- _The problem_
Line by line, please look for the word "anyhow" in the following records, then copy each line you find it in.

- _Supplied entries_
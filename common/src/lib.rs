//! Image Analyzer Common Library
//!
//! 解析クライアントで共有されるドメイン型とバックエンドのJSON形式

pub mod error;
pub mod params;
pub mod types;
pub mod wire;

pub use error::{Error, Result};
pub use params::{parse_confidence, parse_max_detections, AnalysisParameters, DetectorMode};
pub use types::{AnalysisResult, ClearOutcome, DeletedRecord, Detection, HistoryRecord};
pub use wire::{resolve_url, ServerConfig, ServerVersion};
--
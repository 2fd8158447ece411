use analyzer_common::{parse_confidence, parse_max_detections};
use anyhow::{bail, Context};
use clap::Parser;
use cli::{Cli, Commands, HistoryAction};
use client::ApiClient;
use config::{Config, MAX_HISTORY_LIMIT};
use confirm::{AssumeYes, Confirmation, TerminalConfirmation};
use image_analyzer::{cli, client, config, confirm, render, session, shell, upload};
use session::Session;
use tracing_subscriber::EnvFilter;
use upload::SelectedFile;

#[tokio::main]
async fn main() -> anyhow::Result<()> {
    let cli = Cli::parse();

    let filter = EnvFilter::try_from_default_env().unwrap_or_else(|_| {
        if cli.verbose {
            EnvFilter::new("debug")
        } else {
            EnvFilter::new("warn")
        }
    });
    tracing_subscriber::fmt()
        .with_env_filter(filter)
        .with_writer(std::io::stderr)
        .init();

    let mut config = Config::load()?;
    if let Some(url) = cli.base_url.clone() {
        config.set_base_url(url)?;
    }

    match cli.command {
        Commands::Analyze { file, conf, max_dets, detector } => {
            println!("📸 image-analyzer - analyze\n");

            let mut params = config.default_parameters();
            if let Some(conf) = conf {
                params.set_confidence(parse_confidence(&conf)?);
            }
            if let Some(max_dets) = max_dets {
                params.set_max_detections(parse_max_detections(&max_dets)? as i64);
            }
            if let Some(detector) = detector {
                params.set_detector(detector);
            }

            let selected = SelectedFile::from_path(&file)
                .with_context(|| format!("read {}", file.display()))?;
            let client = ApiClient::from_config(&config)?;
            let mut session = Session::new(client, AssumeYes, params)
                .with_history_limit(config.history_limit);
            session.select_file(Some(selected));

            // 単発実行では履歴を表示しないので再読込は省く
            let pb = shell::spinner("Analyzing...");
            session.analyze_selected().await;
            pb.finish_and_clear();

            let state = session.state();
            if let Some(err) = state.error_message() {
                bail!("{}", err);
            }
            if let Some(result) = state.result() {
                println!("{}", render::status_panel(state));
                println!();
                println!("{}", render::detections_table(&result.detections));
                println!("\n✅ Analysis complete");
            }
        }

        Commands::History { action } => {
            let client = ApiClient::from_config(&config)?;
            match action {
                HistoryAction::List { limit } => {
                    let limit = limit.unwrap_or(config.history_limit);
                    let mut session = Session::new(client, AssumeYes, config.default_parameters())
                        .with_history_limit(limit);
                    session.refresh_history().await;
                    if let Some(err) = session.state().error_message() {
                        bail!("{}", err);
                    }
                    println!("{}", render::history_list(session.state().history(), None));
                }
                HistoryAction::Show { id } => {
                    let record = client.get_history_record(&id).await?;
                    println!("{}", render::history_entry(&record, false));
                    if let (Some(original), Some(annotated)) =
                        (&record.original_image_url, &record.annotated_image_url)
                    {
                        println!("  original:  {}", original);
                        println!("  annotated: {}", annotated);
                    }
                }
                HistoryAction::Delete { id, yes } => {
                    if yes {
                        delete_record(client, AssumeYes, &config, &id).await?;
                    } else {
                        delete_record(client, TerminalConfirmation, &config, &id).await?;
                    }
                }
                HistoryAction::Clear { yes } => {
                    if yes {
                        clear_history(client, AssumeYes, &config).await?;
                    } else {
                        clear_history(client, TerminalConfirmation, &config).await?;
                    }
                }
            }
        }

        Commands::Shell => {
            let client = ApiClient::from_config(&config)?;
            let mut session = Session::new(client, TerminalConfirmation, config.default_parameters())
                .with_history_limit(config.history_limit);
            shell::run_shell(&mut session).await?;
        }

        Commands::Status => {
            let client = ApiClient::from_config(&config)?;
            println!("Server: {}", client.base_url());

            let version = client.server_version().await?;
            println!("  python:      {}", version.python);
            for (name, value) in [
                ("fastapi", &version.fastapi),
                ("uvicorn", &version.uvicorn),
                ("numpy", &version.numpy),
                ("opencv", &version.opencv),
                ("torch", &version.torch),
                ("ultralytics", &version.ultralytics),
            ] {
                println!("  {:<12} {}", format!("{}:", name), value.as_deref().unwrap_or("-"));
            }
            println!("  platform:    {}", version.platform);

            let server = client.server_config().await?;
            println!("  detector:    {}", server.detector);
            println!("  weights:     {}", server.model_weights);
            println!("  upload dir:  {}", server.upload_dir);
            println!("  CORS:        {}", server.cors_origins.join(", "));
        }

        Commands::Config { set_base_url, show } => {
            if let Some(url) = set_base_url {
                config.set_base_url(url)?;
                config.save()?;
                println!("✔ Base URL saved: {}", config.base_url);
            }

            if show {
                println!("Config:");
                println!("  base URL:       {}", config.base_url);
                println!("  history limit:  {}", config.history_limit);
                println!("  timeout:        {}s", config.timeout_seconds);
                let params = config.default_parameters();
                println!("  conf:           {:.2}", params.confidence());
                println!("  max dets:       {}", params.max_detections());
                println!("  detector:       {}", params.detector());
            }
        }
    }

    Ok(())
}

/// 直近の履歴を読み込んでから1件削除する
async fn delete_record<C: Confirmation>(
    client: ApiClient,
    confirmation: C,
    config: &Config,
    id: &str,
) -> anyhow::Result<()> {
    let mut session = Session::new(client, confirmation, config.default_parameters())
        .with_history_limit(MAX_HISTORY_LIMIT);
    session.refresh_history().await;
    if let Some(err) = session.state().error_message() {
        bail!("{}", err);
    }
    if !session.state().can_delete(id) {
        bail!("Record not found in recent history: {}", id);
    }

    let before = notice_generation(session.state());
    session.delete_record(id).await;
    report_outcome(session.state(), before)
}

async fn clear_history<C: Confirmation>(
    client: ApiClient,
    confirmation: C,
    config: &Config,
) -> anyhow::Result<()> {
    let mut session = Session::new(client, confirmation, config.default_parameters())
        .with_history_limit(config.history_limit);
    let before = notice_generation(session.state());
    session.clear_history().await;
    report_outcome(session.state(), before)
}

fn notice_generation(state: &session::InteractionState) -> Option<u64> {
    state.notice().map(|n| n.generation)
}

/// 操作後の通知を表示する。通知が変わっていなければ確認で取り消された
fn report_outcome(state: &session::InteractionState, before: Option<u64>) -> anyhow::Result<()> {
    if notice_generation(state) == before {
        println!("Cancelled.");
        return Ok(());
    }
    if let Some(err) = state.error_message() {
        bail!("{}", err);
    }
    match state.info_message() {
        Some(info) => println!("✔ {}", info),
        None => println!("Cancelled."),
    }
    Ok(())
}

- _Answer section_
use anyhow::{bail, Context};
async fn main() -> anyhow::Result<()> {
) -> anyhow::Result<()> {
) -> anyhow::Result<()> {
fn report_outcome(state: &session::InteractionState, before: Option<u64>) -> anyhow::Result<()> {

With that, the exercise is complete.